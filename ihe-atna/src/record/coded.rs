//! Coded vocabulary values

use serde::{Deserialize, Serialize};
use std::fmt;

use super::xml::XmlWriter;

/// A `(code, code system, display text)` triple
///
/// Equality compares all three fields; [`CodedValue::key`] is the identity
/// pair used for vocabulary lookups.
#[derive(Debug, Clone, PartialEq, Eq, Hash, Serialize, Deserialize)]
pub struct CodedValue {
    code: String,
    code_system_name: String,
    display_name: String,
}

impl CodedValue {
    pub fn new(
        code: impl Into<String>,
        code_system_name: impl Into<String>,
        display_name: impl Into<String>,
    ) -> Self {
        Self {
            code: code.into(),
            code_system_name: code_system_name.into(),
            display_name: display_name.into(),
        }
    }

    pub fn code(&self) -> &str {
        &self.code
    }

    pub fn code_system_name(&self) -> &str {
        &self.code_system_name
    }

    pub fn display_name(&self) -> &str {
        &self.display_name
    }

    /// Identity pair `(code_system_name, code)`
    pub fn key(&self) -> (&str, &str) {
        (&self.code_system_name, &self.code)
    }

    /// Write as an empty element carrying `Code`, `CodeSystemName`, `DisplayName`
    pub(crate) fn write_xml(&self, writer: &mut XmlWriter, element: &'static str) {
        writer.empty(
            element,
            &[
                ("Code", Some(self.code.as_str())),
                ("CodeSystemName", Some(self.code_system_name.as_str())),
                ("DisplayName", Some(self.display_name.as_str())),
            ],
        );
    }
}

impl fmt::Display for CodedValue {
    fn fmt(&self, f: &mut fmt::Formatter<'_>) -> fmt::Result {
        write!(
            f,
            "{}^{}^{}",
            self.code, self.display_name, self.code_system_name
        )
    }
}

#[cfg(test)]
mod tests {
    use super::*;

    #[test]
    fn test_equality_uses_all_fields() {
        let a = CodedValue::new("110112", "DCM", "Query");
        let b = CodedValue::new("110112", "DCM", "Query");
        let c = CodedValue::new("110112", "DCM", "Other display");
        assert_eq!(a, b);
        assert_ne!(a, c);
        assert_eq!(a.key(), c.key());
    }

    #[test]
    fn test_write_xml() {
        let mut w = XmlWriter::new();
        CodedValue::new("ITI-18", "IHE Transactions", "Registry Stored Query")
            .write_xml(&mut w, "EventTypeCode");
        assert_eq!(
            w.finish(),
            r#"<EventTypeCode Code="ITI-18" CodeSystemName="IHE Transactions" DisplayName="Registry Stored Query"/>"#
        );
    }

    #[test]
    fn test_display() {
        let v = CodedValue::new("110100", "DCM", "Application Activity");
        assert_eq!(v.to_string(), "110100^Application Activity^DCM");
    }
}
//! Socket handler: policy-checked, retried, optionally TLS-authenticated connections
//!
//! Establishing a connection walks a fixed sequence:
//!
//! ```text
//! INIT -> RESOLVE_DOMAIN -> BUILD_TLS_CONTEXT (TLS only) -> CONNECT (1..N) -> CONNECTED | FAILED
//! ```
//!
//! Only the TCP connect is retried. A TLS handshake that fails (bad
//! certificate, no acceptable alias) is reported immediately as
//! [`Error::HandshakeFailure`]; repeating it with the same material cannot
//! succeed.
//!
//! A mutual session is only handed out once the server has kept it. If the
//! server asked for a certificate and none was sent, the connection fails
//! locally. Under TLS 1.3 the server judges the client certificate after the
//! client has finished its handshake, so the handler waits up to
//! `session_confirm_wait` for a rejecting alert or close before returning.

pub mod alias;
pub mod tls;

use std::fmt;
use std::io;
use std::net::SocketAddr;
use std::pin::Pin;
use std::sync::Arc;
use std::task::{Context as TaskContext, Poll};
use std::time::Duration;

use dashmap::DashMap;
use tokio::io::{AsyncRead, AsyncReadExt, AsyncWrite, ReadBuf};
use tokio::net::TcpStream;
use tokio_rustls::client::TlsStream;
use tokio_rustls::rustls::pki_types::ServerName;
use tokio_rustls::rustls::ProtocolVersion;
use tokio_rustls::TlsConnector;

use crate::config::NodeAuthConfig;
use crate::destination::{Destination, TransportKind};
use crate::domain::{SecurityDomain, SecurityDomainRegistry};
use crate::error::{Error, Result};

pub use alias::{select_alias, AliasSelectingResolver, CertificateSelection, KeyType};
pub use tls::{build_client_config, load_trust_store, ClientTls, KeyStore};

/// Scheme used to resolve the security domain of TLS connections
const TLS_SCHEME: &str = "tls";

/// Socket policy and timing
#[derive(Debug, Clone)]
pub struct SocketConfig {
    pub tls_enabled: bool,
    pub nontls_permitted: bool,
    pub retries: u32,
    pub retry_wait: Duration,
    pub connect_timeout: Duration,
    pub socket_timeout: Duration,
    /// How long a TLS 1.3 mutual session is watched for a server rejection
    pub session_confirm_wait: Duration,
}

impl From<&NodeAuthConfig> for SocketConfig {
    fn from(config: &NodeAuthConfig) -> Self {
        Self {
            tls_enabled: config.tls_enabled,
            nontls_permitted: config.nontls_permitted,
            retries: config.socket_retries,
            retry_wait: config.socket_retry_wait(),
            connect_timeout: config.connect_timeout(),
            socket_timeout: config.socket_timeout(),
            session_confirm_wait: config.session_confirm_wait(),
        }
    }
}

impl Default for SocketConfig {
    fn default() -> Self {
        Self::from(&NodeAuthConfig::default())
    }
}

---

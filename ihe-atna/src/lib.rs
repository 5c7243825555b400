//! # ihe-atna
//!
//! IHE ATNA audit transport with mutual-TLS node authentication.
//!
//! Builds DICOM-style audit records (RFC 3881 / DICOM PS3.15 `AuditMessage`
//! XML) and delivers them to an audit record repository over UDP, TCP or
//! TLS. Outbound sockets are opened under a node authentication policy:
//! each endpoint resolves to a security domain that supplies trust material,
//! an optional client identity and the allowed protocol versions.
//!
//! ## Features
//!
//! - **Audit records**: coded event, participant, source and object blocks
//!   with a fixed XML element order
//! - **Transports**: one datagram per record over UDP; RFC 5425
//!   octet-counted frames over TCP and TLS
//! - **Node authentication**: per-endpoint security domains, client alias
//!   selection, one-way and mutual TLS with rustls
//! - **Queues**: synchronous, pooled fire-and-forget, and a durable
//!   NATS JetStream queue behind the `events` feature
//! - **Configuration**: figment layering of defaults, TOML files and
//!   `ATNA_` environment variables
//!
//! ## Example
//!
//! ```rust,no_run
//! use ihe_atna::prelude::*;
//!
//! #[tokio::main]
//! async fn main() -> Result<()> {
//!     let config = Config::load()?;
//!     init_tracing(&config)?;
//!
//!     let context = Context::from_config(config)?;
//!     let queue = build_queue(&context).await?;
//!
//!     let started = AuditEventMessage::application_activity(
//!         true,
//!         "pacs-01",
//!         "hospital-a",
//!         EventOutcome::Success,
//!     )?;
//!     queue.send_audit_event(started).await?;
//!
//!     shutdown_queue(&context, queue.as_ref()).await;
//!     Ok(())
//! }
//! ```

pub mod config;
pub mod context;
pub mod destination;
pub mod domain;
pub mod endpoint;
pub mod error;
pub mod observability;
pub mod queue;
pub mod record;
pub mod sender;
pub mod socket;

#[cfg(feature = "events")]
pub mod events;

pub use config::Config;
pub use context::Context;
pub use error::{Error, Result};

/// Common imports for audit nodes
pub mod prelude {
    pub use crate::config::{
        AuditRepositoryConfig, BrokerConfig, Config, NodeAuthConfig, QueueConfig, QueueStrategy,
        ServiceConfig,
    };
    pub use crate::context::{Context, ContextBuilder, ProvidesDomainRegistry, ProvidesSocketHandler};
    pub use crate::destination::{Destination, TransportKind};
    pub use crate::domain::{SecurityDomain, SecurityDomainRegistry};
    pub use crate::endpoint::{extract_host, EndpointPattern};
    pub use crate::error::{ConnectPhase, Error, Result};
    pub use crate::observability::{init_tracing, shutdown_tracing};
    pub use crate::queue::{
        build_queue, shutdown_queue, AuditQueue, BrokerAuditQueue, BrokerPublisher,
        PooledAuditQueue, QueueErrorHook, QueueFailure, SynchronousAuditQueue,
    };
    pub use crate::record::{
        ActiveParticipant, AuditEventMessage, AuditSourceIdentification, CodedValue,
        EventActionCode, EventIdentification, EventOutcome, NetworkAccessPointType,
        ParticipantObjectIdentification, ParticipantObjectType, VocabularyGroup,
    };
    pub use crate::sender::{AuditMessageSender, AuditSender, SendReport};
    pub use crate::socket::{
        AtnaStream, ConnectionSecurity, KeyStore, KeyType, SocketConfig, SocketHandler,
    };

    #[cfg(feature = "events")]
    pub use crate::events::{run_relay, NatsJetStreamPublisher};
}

...

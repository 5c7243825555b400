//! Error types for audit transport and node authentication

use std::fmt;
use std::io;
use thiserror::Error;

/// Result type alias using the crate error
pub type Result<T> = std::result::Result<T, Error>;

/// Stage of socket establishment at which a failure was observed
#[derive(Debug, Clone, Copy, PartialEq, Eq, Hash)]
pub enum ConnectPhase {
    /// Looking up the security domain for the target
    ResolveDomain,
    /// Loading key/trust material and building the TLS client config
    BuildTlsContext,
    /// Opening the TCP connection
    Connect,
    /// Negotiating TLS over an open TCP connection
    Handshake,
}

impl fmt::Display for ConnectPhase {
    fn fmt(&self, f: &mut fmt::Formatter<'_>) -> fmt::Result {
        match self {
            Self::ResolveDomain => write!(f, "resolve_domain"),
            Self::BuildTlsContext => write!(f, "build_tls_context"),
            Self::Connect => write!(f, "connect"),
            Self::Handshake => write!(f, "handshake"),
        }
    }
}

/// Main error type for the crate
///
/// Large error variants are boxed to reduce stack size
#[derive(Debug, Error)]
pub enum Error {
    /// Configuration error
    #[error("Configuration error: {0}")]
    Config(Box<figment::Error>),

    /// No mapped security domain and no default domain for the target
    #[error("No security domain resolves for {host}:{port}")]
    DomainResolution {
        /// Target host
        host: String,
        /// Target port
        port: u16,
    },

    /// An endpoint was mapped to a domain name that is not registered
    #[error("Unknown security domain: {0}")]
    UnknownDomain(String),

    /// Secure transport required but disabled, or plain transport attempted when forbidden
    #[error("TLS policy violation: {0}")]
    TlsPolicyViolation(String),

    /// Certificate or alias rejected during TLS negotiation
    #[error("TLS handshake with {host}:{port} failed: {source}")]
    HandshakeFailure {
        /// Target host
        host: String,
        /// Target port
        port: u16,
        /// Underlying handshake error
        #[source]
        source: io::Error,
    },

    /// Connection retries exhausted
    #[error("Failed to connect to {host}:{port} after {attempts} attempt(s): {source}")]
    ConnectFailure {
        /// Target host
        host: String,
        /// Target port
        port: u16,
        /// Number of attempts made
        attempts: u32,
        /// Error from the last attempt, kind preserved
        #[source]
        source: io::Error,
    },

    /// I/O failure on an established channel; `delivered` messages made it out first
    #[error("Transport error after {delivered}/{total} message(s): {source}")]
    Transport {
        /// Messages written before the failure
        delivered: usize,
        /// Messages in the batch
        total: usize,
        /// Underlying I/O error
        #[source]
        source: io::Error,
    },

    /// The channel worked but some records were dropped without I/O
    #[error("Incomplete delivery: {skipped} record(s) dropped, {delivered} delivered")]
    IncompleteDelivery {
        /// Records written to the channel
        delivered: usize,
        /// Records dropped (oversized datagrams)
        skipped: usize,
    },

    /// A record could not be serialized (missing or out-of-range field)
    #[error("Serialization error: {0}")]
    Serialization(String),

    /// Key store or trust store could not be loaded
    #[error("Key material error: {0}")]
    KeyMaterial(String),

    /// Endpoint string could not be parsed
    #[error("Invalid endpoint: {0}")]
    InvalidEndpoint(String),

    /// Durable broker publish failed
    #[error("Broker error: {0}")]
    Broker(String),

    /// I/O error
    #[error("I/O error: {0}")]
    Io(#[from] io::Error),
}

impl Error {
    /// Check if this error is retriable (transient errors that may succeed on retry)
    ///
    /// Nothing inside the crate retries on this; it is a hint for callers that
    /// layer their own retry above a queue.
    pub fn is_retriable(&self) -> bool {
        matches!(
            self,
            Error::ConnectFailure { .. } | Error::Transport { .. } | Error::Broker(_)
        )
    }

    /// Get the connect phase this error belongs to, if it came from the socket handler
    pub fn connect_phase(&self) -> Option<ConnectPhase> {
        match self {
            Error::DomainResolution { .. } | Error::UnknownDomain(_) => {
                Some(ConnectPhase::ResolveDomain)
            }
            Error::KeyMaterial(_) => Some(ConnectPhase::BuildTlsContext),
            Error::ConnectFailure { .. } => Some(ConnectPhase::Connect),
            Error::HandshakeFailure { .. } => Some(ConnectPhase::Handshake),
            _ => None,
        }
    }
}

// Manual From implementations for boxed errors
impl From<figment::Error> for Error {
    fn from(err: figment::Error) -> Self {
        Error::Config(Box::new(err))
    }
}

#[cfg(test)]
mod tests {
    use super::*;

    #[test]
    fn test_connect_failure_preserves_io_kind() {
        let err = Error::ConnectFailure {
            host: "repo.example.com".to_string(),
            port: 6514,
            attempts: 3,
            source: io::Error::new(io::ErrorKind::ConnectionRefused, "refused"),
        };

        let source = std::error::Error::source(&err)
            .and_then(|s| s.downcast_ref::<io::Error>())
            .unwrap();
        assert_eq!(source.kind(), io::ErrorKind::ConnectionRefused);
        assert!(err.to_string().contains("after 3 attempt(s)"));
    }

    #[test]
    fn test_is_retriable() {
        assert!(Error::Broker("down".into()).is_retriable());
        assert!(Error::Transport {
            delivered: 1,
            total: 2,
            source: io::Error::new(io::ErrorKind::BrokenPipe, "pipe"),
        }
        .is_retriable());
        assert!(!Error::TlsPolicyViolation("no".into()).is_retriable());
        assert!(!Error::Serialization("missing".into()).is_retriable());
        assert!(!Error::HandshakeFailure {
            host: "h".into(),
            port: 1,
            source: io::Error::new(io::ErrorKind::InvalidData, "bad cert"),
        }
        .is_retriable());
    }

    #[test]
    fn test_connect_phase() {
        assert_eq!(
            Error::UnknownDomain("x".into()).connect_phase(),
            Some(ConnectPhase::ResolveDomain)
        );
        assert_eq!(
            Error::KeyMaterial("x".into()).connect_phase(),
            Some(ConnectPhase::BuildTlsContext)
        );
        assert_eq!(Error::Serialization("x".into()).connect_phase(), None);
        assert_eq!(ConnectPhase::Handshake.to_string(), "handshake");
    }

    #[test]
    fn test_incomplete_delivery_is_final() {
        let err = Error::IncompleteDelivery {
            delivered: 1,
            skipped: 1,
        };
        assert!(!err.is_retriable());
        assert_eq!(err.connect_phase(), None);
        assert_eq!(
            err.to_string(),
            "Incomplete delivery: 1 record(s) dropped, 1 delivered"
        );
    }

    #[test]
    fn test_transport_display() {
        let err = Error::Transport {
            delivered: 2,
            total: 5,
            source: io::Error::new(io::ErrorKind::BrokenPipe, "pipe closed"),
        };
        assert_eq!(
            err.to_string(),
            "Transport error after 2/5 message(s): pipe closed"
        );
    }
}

- Exercise objective
Every line above in which the word "total" is present must be copied into the answer.

- Answer to this problem
    #[error("Transport error after {delivered}/{total} message(s): {source}")]
        total: usize,
            total: 2,
            total: 5,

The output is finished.